**WHAT NEEDS TO BE DONE**
In the data that follows, count every line holding the string "their" and give the count alone.

**Saved entries**
┄┄┄┄┄┄

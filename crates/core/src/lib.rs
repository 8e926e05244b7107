//! Core ledger and reconciliation logic for the workspace.
//!
//! This crate contains pure business logic with ZERO web or database
//! dependencies. All domain types, validation rules, and calculations live
//! here; repositories in `zeltra-db` load data and hand it to these
//! functions as plain values plus lookup closures.
//!
//! # Modules
//!
//! - `coa` — chart of accounts and the five auxiliary dimensions (C1)
//! - `ledger` — voucher store: state machine, admission rules, the balance
//!   index (C2 + C3)
//! - `period` — period lifecycle, templated closing entries, and the
//!   voucher/closing template expression language (C4)
//! - `subledger` — AR/AP, inventory costing, fixed assets, and FX
//!   revaluation, each translating business events into balanced voucher
//!   requests (C5)
//! - `statement` — ledger-mode statement derivation and model-mode
//!   five-step reconciliation (C6)
//! - `currency` — exchange rate lookup and money rounding helpers

pub mod coa;
pub mod currency;
pub mod ledger;
pub mod period;
pub mod statement;
pub mod subledger;
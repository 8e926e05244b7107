//! Statement & Reconciliation Engine (C6, spec 4.5).
//!
//! Two independent modes over two independent inputs:
//!
//! - [`ledger_mode`] aggregates the balance index (C3) through a
//!   declarative [`mapping`] into the three primary statements and checks
//!   the accounting and cash identities (P3, P4).
//! - [`model_mode`] runs the five-step driver-based reconciliation loop
//!   (Financing -> Depreciation -> P&L -> Equity -> Reconcile) with
//!   fixed-point iteration over the debt/interest/cash cycle (P9), plus
//!   [`diagnose`], [`scenario`], and [`explain`] sub-modes.
//!
//! Both modes are pure functions: no I/O, no database access. Callers in
//! `zeltra-db`/`zeltra-api` supply already-aggregated balance rows or a
//! driver record and render the result.

pub mod diagnose;
pub mod driver;
pub mod error;
pub mod explain;
pub mod ledger_mode;
pub mod mapping;
pub mod model_mode;
pub mod scenario;

pub use driver::DriverRecord;
pub use error::{ReconciliationWarning, StatementError};
pub use explain::{explain, ExplainNode};
pub use ledger_mode::{render, CashFlowStatement, StatementReport, Validation};
pub use mapping::{
    CashFlowComponent, Selector, Sign, SourceField, StatementBucket, StatementLineMapping,
    StatementMapping, StatementSection,
};
pub use model_mode::{iterate, run_once, IterationOutcome, ReconciliationResult};
pub use scenario::{scenario_sweep, ScenarioPoint};
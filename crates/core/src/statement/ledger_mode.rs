//! Ledger-mode statement derivation (spec 4.5.1): aggregates the balance
//! index through a [`StatementMapping`] into Balance Sheet, Income
//! Statement, and (indirect-method) Cash Flow Statement, then checks the
//! accounting identity (P3) and the cash-reconciliation identity (P4).

use std::collections::BTreeMap;

use rust_decimal::Decimal;
use serde::{Deserialize, Serialize};

use crate::coa::Account;
use crate::ledger::{Balance, BALANCE_TOLERANCE};

use super::mapping::{field_value, polarity_adjust, CashFlowSection, StatementBucket, StatementSection};
use super::{StatementError, StatementMapping};

/// One rendered statement's lines, in mapping-declaration order.
pub type StatementLines = BTreeMap<String, Decimal>;

/// The indirect-method cash-flow statement (spec 4.5.1), plus the
/// `Δcash` it must reconcile against.
#[derive(Debug, Clone, Serialize, Deserialize)]
pub struct CashFlowStatement {
    /// Named operating-section components and their signed values.
    pub operating: StatementLines,
    /// Named investing-section components and their signed values.
    pub investing: StatementLines,
    /// Named financing-section components and their signed values.
    pub financing: StatementLines,
    /// Sum of the operating section.
    pub operating_total: Decimal,
    /// Sum of the investing section.
    pub investing_total: Decimal,
    /// Sum of the financing section.
    pub financing_total: Decimal,
}

impl CashFlowStatement {
    /// `operating_total + investing_total + financing_total`.
    #[must_use]
    pub fn net_change(&self) -> Decimal {
        self.operating_total + self.investing_total + self.financing_total
    }
}

/// The two identity checks a ledger-mode report must pass (P3, P4).
#[derive(Debug, Clone, Copy, Serialize, Deserialize)]
pub struct Validation {
    /// Whether `total_assets = total_liabilities + total_equity` within
    /// tolerance.
    pub is_balanced: bool,
    /// Signed `total_assets - (total_liabilities + total_equity)`.
    pub balance_diff: Decimal,
    /// Whether the cash-flow statement reconciles to `Δcash` within
    /// tolerance.
    pub cash_reconciled: bool,
    /// Signed `(operating + investing + financing) - Δcash`.
    pub cash_diff: Decimal,
}

/// A fully rendered three-statement report for one period (spec 6's
/// "Statement output shape (ledger mode)").
#[derive(Debug, Clone, Serialize, Deserialize)]
pub struct StatementReport {
    /// Period the report was rendered for.
    pub period: String,
    /// Balance-sheet lines.
    pub balance_sheet: StatementLines,
    /// Income-statement lines.
    pub income_statement: StatementLines,
    /// Indirect-method cash-flow statement.
    pub cash_flow_statement: CashFlowStatement,
    /// Total assets (sum of [`StatementBucket::Asset`] lines).
    pub total_assets: Decimal,
    /// Total liabilities (sum of [`StatementBucket::Liability`] lines).
    pub total_liabilities: Decimal,
    /// Total equity, including net income rolled up from the income
    /// statement (sum of [`StatementBucket::Equity`] lines plus net
    /// income).
    pub total_equity: Decimal,
    /// Net income: revenue lines minus expense lines.
    pub net_income: Decimal,
    /// Opening and closing cash, and the two identity checks.
    pub validation: Validation,
}

/// Looks up one balance row's raw fields for a (account, dimension) pair
/// already filtered to the mapping's selector and dimension filter. The
/// caller supplies `balances` pre-filtered to the target period (and,
/// when rendering net_change or a prior-period cash-flow component, the
/// immediately preceding period is looked up via `prior_balances`).
fn aggregate_line(
    line: &super::mapping::StatementLineMapping,
    balances: &[Balance],
    accounts: &dyn Fn(&str) -> Option<Account>,
) -> Decimal {
    let mut total = Decimal::ZERO;
    for balance in balances {
        let Some(account) = accounts(&balance.key.account_code) else {
            continue;
        };
        if !line.selector.matches(&account) {
            continue;
        }
        if !line.dimension_matches(&balance.key.dimensions) {
            continue;
        }
        let raw = field_value(
            balance.opening_balance,
            balance.debit_total,
            balance.credit_total,
            balance.closing_balance,
            line.source_field,
        );
        total += polarity_adjust(raw, account.normal_side, line.sign);
    }
    total
}

/// Renders the three statements for one period from the balance index.
///
/// `balances` must already be filtered to the target `period`.
/// `opening_cash` / `closing_cash` are the cash-and-equivalents control
/// total for the period boundary, used only for the P4 check — ledger
/// mode does not infer "which account is cash" from the mapping, since a
/// chart may split cash across several accounts under one selector.
#[must_use]
pub fn render(
    mapping: &StatementMapping,
    period: &str,
    balances: &[Balance],
    accounts: impl Fn(&str) -> Option<Account>,
    opening_cash: Decimal,
    closing_cash: Decimal,
) -> StatementReport {
    let mut balance_sheet = StatementLines::new();
    let mut income_statement = StatementLines::new();
    let mut operating = StatementLines::new();
    let mut investing = StatementLines::new();
    let mut financing = StatementLines::new();

    let mut total_assets = Decimal::ZERO;
    let mut total_liabilities = Decimal::ZERO;
    let mut total_equity = Decimal::ZERO;
    let mut revenue = Decimal::ZERO;
    let mut expense = Decimal::ZERO;

    for line in &mapping.lines {
        let value = aggregate_line(line, balances, &accounts);
        match line.section {
            StatementSection::BalanceSheet => {
                *balance_sheet.entry(line.name.clone()).or_default() += value;
                match line.bucket {
                    StatementBucket::Asset => total_assets += value,
                    StatementBucket::Liability => total_liabilities += value,
                    StatementBucket::Equity => total_equity += value,
                    StatementBucket::Revenue | StatementBucket::Expense => {}
                }
            }
            StatementSection::IncomeStatement => {
                *income_statement.entry(line.name.clone()).or_default() += value;
                match line.bucket {
                    StatementBucket::Revenue => revenue += value,
                    StatementBucket::Expense => expense += value,
                    _ => {}
                }
            }
            StatementSection::CashFlow(component) => {
                let signed = if component.adds() { value } else { -value };
                let section = match component.section() {
                    CashFlowSection::Operating => &mut operating,
                    CashFlowSection::Investing => &mut investing,
                    CashFlowSection::Financing => &mut financing,
                };
                *section.entry(line.name.clone()).or_default() += signed;
            }
        }
    }

    let net_income = revenue - expense;
    // Net income rolls into equity (retained earnings) whether or not the
    // mapping carries an explicit "net_income" cash-flow/operating line;
    // the operating section's net_income entry is separate and additive.
    operating.insert("net_income".to_string(), net_income);
    total_equity += net_income;

    let operating_total: Decimal = operating.values().copied().sum::<Decimal>();
    let investing_total: Decimal = investing.values().copied().sum();
    let financing_total: Decimal = financing.values().copied().sum();

    let cash_flow_statement = CashFlowStatement {
        operating,
        investing,
        financing,
        operating_total,
        investing_total,
        financing_total,
    };

    let balance_diff = total_assets - (total_liabilities + total_equity);
    let is_balanced = balance_diff.abs() <= BALANCE_TOLERANCE;

    let delta_cash = closing_cash - opening_cash;
    let cash_diff = cash_flow_statement.net_change() - delta_cash;
    let cash_reconciled = cash_diff.abs() <= BALANCE_TOLERANCE;

    StatementReport {
        period: period.to_string(),
        balance_sheet,
        income_statement,
        cash_flow_statement,
        total_assets,
        total_liabilities,
        total_equity,
        net_income,
        validation: Validation {
            is_balanced,
            balance_diff,
            cash_reconciled,
            cash_diff,
        },
    }
}

/// Validates an already-rendered report against P3/P4, for callers that
/// want a hard error (spec 7's Consistency kind) instead of reading the
/// `validation` block.
///
/// # Errors
///
/// Returns [`StatementError::IdentityBroken`] or
/// [`StatementError::CashNotReconciled`] when the respective check fails.
pub fn assert_identities(report: &StatementReport) -> Result<(), StatementError> {
    if !report.validation.is_balanced {
        return Err(StatementError::IdentityBroken {
            assets: report.total_assets,
            liabilities_and_equity: report.total_liabilities + report.total_equity,
            diff: report.validation.balance_diff,
        });
    }
    if !report.validation.cash_reconciled {
        return Err(StatementError::CashNotReconciled {
            derived: report.cash_flow_statement.net_change(),
            actual: report.cash_flow_statement.net_change() - report.validation.cash_diff,
            diff: report.validation.cash_diff,
        });
    }
    Ok(())
}

#[cfg(test)]
mod tests {
    use super::*;
    use crate::coa::{AccountType, CashFlowCategory, DimensionKey, NormalSide};
    use crate::ledger::BalanceKey;
    use rust_decimal_macros::dec;

    fn account(code: &str, account_type: AccountType, normal_side: NormalSide) -> Account {
        Account {
            code: code.to_string(),
            name: code.to_string(),
            account_type,
            normal_side,
            cash_flow_category: CashFlowCategory::None,
            parent_code: None,
            enabled: true,
            system_seeded: false,
            revaluable: false,
        }
    }

    fn row(code: &str, period: &str, opening: Decimal, closing: Decimal) -> Balance {
        Balance {
            key: BalanceKey::new(code, period, DimensionKey::none()),
            opening_balance: opening,
            debit_total: (closing - opening).max(Decimal::ZERO),
            credit_total: (opening - closing).max(Decimal::ZERO),
            closing_balance: closing,
            foreign_opening_balance: None,
            foreign_debit_total: None,
            foreign_credit_total: None,
            foreign_closing_balance: None,
        }
    }

    #[test]
    fn balanced_ledger_passes_both_identities() {
        let mapping = StatementMapping::standard();
        let balances = vec![
            row("1001", "2025-01", dec!(1000), dec!(1020)), // cash, asset
            row("2001", "2025-01", dec!(0), dec!(0)),       // liability
            row("3001", "2025-01", dec!(1000), dec!(1000)), // equity (capital)
            row("5001", "2025-01", dec!(0), dec!(50)),      // revenue (credit-normal)
            row("6001", "2025-01", dec!(0), dec!(30)),      // expense (debit-normal)
        ];
        let lookup = |code: &str| -> Option<Account> {
            match code {
                "1001" => Some(account("1001", AccountType::Asset, NormalSide::Debit)),
                "2001" => Some(account("2001", AccountType::Liability, NormalSide::Credit)),
                "3001" => Some(account("3001", AccountType::Equity, NormalSide::Credit)),
                "5001" => Some(account("5001", AccountType::Revenue, NormalSide::Credit)),
                "6001" => Some(account("6001", AccountType::Expense, NormalSide::Debit)),
                _ => None,
            }
        };
        let report = render(&mapping, "2025-01", &balances, lookup, dec!(1000), dec!(1020));
        assert_eq!(report.net_income, dec!(20));
        assert!(report.validation.is_balanced, "diff={}", report.validation.balance_diff);
        assert!(report.validation.cash_reconciled, "diff={}", report.validation.cash_diff);
        assert!(assert_identities(&report).is_ok());
    }

    #[test]
    fn broken_identity_is_detected() {
        let mapping = StatementMapping::standard();
        let balances = vec![row("1001", "2025-01", dec!(1000), dec!(1500))];
        let lookup = |code: &str| -> Option<Account> {
            (code == "1001").then(|| account("1001", AccountType::Asset, NormalSide::Debit))
        };
        let report = render(&mapping, "2025-01", &balances, lookup, dec!(1000), dec!(1500));
        assert!(!report.validation.is_balanced);
        assert!(assert_identities(&report).is_err());
    }
}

┄┄┄┄┄┄

**SOLVED EXERCISE**
3